I said that I can't speak from experience on that matter.

But my experience with a few paper-on-cardboard tablet-dials is
sufficient to say this:

From my experience, I can say that you definitely don't want a white
dial-face.

As I said, my first dial had a white dial-face. After that, I switched
to brown, which was a big improvement in usability. 

I suggest brown instead of white.

Someone implied that, the more contrast (between light and shadow),
the better. Not so, when the dial-face is too white to look at in
bright sunlight.

As for gray: Gray reflects the visible wavelengths in a relatively
equal mix, resulting in no perceived hue. If some hues are (at least
relatively) to be avoided, then obviously gray isn't what you want.

At each end of the visible spectrum, there is, of course, radiation
that isn't visible.

Infrared (IR) and ultraviolet (UV).

 One possible disadvantage of that is that, when you don't perceive
it or its intensity, then of course you could conceivably get a
dangerous amount (accutely or cumulatively) without any perception of
it.

For example, never look at the sun when, due to a haze, or due to the
sun being low in the sky, the sun doesn't look bright. You don't have
any perception of how ingtense the UV or IR is. It could burn your eye
without any feeling of discomfort. (I don't know which of those is
more dangerous, but there have been official warnings to never look at
the sun when it seems less bright due to haze or low altitude.)

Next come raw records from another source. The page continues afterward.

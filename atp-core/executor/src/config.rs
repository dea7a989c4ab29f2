//! 引擎配置管理
//!
//! 支持从多个源加载引擎配置:
//! - 环境变量 (优先级最高)
//! - 配置文件 (TOML/YAML/JSON)
//! - 默认值 (优先级最低)
//!
//! 配置文件搜索路径 (按优先级):
//! 1. `ATP_CONFIG` 环境变量指定的路径
//! 2. `./atp.toml`, `./atp.yaml` (当前目录)
//! 3. `~/.config/atp/config.toml` (用户配置目录)
//! 4. `/etc/atp/config.toml` (系统配置目录)

use anyhow::{Context, Result};
use serde::{Deserialize, Serialize};
use std::env;
use std::fs;
use std::path::{Path, PathBuf};

use crate::{effective_worker_cap, DEFAULT_MAX_WORKERS, DEFAULT_WAIT_THRESHOLD_SECS};

/// 引擎配置
#[derive(Debug, Clone, PartialEq, Serialize, Deserialize)]
pub struct EngineConfig {
    /// 并行阶段的 worker 上限
    #[serde(default = "default_max_workers")]
    pub max_workers: usize,

    /// 超过该秒数的 wait 动作强制串行
    #[serde(default = "default_wait_threshold")]
    pub wait_threshold_secs: u64,

    /// 产物根目录
    #[serde(default = "default_output_dir")]
    pub output_dir: PathBuf,

    /// 日志级别
    #[serde(default = "default_log_level")]
    pub log_level: String,

    /// 是否为每个应用写出 result.json
    #[serde(default = "default_save_results")]
    pub save_results: bool,
}

fn default_max_workers() -> usize {
    DEFAULT_MAX_WORKERS
}
fn default_wait_threshold() -> u64 {
    DEFAULT_WAIT_THRESHOLD_SECS
}
fn default_output_dir() -> PathBuf {
    PathBuf::from("./output")
}
fn default_log_level() -> String {
    "info".to_string()
}
fn default_save_results() -> bool {
    true
}

impl Default for EngineConfig {
    fn default() -> Self {
        Self {
            max_workers: default_max_workers(),
            wait_threshold_secs: default_wait_threshold(),
            output_dir: default_output_dir(),
            log_level: default_log_level(),
            save_results: default_save_results(),
        }
    }
}

impl EngineConfig {
    /// 加载配置 (自动查找配置文件并应用环境变量)
    pub fn load() -> Result<Self> {
        // 1. 从默认值开始
        let mut config = Self::default();

        // 2. 尝试加载配置文件
        if let Some(path) = Self::find_config_file() {
            tracing::debug!("加载配置文件: {:?}", path);
            config = Self::load_from_file(&path)?;
        } else {
            tracing::debug!("未找到配置文件，使用默认配置");
        }

        // 3. 从环境变量覆盖
        config.apply_env_vars()?;
        config.validate()?;

        Ok(config)
    }

    /// 从指定文件加载，并应用环境变量
    pub fn load_from_path(path: &Path) -> Result<Self> {
        let mut config = Self::load_from_file(path)?;
        config.apply_env_vars()?;
        config.validate()?;
        Ok(config)
    }

    /// 从文件加载配置 (按扩展名选择解析器)
    pub fn load_from_file(path: &Path) -> Result<Self> {
        let content = fs::read_to_string(path)
            .with_context(|| format!("Failed to read config file: {:?}", path))?;

        let config = match path.extension().and_then(|s| s.to_str()) {
            Some("toml") => toml::from_str(&content)
                .with_context(|| format!("Failed to parse TOML config: {:?}", path))?,
            Some("yaml") | Some("yml") => serde_yaml::from_str(&content)
                .with_context(|| format!("Failed to parse YAML config: {:?}", path))?,
            Some("json") => serde_json::from_str(&content)
                .with_context(|| format!("Failed to parse JSON config: {:?}", path))?,
            _ => anyhow::bail!("Unsupported config file format: {:?}", path),
        };

        Ok(config)
    }

    fn find_config_file() -> Option<PathBuf> {
        // 1. 环境变量指定的路径
        if let Ok(path) = env::var("ATP_CONFIG") {
            let p = PathBuf::from(path);
            if p.exists() {
                return Some(p);
            }
        }

        // 2. 当前目录
        let mut candidates = vec![PathBuf::from("./atp.toml"), PathBuf::from("./atp.yaml")];

        // 3. 用户配置目录
        if let Some(home) = dirs::home_dir() {
            candidates.push(home.join(".config/atp/config.toml"));
        }

        // 4. 系统配置目录 (Linux)
        #[cfg(target_os = "linux")]
        candidates.push(PathBuf::from("/etc/atp/config.toml"));

        candidates.into_iter().find(|p| p.exists())
    }

    fn apply_env_vars(&mut self) -> Result<()> {
        self.apply_overrides(|key| env::var(key).ok())
    }

    /// 用键值查找函数覆盖配置项，键名与环境变量一致
    pub fn apply_overrides<F>(&mut self, lookup: F) -> Result<()>
    where
        F: Fn(&str) -> Option<String>,
    {
        if let Some(workers) = lookup("ATP_MAX_WORKERS") {
            self.max_workers = workers
                .trim()
                .parse()
                .context("Invalid ATP_MAX_WORKERS value")?;
        }
        if let Some(threshold) = lookup("ATP_WAIT_THRESHOLD") {
            self.wait_threshold_secs = threshold
                .trim()
                .parse()
                .context("Invalid ATP_WAIT_THRESHOLD value")?;
        }
        if let Some(dir) = lookup("ATP_OUTPUT_DIR") {
            self.output_dir = PathBuf::from(dir);
        }
        if let Some(level) = lookup("ATP_LOG_LEVEL") {
            self.log_level = level;
        }
        if let Some(save) = lookup("ATP_SAVE_RESULTS") {
            self.save_results = match save.trim().to_ascii_lowercase().as_str() {
                "1" | "true" | "yes" | "on" => true,
                "0" | "false" | "no" | "off" => false,
                other => anyhow::bail!("Invalid ATP_SAVE_RESULTS value: {}", other),
            };
        }

        Ok(())
    }

    /// 验证配置
    pub fn validate(&self) -> Result<()> {
        if self.max_workers == 0 {
            anyhow::bail!("max_workers must be at least 1");
        }
        if self.output_dir.as_os_str().is_empty() {
            anyhow::bail!("output_dir cannot be empty");
        }
        Ok(())
    }

    /// 实际生效的 worker 上限
    pub fn effective_workers(&self) -> usize {
        effective_worker_cap(self.max_workers)
    }

    /// 保存配置到文件
    pub fn save_to_file(&self, path: &Path) -> Result<()> {
        if let Some(parent) = path.parent() {
            fs::create_dir_all(parent)
                .with_context(|| format!("Failed to create directory: {:?}", parent))?;
        }

        let content = match path.extension().and_then(|s| s.to_str()) {
            Some("toml") => toml::to_string_pretty(self).context("Failed to serialize to TOML")?,
            Some("yaml") | Some("yml") => {
                serde_yaml::to_string(self).context("Failed to serialize to YAML")?
            }
            Some("json") => {
                serde_json::to_string_pretty(self).context("Failed to serialize to JSON")?
            }
            _ => anyhow::bail!("Unsupported config file format: {:?}", path),
        };

        fs::write(path, content)
            .with_context(|| format!("Failed to write config file: {:?}", path))?;

        Ok(())
    }
}

#[cfg(test)]
mod tests {
    use super::*;
    use std::collections::HashMap;

    fn lookup_from(pairs: &[(&str, &str)]) -> impl Fn(&str) -> Option<String> {
        let map: HashMap<String, String> = pairs
            .iter()
            .map(|(k, v)| (k.to_string(), v.to_string()))
            .collect();
        move |key| map.get(key).cloned()
    }

    #[test]
    fn test_default_config() {
        let config = EngineConfig::default();
        assert_eq!(config.max_workers, 4);
        assert_eq!(config.wait_threshold_secs, 2);
        assert_eq!(config.output_dir, PathBuf::from("./output"));
        assert_eq!(config.log_level, "info");
        assert!(config.save_results);
        assert!(config.validate().is_ok());
    }

    #[test]
    fn test_partial_toml_uses_defaults() {
        let config: EngineConfig = toml::from_str("max_workers = 8\n").unwrap();
        assert_eq!(config.max_workers, 8);
        assert_eq!(config.wait_threshold_secs, 2);
        assert!(config.save_results);
    }

    #[test]
    fn test_overrides() {
        let mut config = EngineConfig::default();
        config
            .apply_overrides(lookup_from(&[
                ("ATP_MAX_WORKERS", "2"),
                ("ATP_WAIT_THRESHOLD", "5"),
                ("ATP_OUTPUT_DIR", "/tmp/atp-out"),
                ("ATP_SAVE_RESULTS", "false"),
            ]))
            .unwrap();

        assert_eq!(config.max_workers, 2);
        assert_eq!(config.wait_threshold_secs, 5);
        assert_eq!(config.output_dir, PathBuf::from("/tmp/atp-out"));
        assert!(!config.save_results);
        assert_eq!(config.log_level, "info");
    }

    #[test]
    fn test_invalid_override_is_error() {
        let mut config = EngineConfig::default();
        let err = config
            .apply_overrides(lookup_from(&[("ATP_MAX_WORKERS", "many")]))
            .unwrap_err();
        assert!(err.to_string().contains("ATP_MAX_WORKERS"));

        let err = config
            .apply_overrides(lookup_from(&[("ATP_SAVE_RESULTS", "maybe")]))
            .unwrap_err();
        assert!(err.to_string().contains("ATP_SAVE_RESULTS"));
    }

    #[test]
    fn test_validation() {
        let mut config = EngineConfig::default();
        config.max_workers = 0;
        assert!(config.validate().is_err());

        let mut config = EngineConfig::default();
        config.output_dir = PathBuf::new();
        assert!(config.validate().is_err());
    }

    #[test]
    fn test_effective_workers_bounded() {
        let mut config = EngineConfig::default();
        config.max_workers = 10_000;
        assert!(config.effective_workers() >= 1);
        assert!(config.effective_workers() <= 10_000);
    }

    #[test]
    fn test_save_and_load_each_format() {
        let dir = tempfile::tempdir().unwrap();
        let mut config = EngineConfig::default();
        config.max_workers = 3;
        config.log_level = "debug".to_string();

        for name in ["atp.toml", "atp.yaml", "atp.json"] {
            let path = dir.path().join(name);
            config.save_to_file(&path).unwrap();
            let loaded = EngineConfig::load_from_file(&path).unwrap();
            assert_eq!(loaded, config, "{}", name);
        }

        let bad = dir.path().join("atp.ini");
        assert!(config.save_to_file(&bad).is_err());
    }
}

Aside from that, there's been evidence that, when people spend a lot
of time outdoors, in bright sunny climate, then many years of exposure
to the bright blue light can cause some long-term cumulative damage.
So maybe blue isn't the most desirable hue.

Yellow, beings the complement of blue, looks yellow because it absorbs
blue, removes blue from the light that it reflects.

Also, yellow isn't particularly close to either end of the visible
spectrum.

Brown is defined as:

"Any of a group of colors between red and yellow in hue, of medium to
low brilliance, and of moderate to low saturation."

Then, dark brown would be brown with particularly low brilliance--a
desirable attribute for a sundial-face. Might that be the best color
for a dial-face?

Tan is defined as:

"Light yellowish brown."

...suggesting more brilliance than brown (but surely a lot less than
white), and enough saturation to be perceived as yellow, which seems a
good thing. 

Brown, especially dark brown, or maybe tan, sound like acceptable
colors for a dial-face.

By the way, beige is defined as:

"A variable color averaging light grayish yellowish brown."  

Sounds like tan, but with distinct grayness, lower saturation, making
it probably less desirable.

In my previous post I said that I bought brown construction-paper, but
didn't use it, and, instead, just marked the hour-lines on the
corrugated cardboard instead of using paper. Actually, I probably did
use the brown construction-paper. It looks better of course, and it
allowed me to conveniently use a carbon-paper template that I'd
prepared for drawing the hour-lines. 

Maybe the plain cardboard dial-face would have easier construction in
one way, and less easy construction in another way. Maybe I tried one
all-cardboard dial. It was a long time ago.

Michael Ossipoff

 

On Fri, Feb 24, 2017 at 1:04 PM, Steve Lelievre
<steve.lelievre.can...@gmail.com [4]>
 wrote:
Fellow sundiallers,

 I’m planning to make my next sundial from outdoor grade UV
resistant plastic sheeting. These come in a range of colours and I
want to choose one that works well for a sundial. Assuming I get the
material grit-blasted or somehow treated so that it not shiny, and
leaving aesthetic considerations aside, what light-related attributes
should I be looking for?

 As anyone who has played with paper sundials knows, a white surface
is hard to look at in full sun, even if non-shiny; black would not
show any shadow. I need something in between: light enough to catch a
shadow, but dark enough to avoid glare in full sun. I assume that
latitude has a bearing on this, as the midday sun illuminates more
strongly as we approach the equator. In my case, the design latitude
is around 45 N. My dial will be about 25cm in diameter.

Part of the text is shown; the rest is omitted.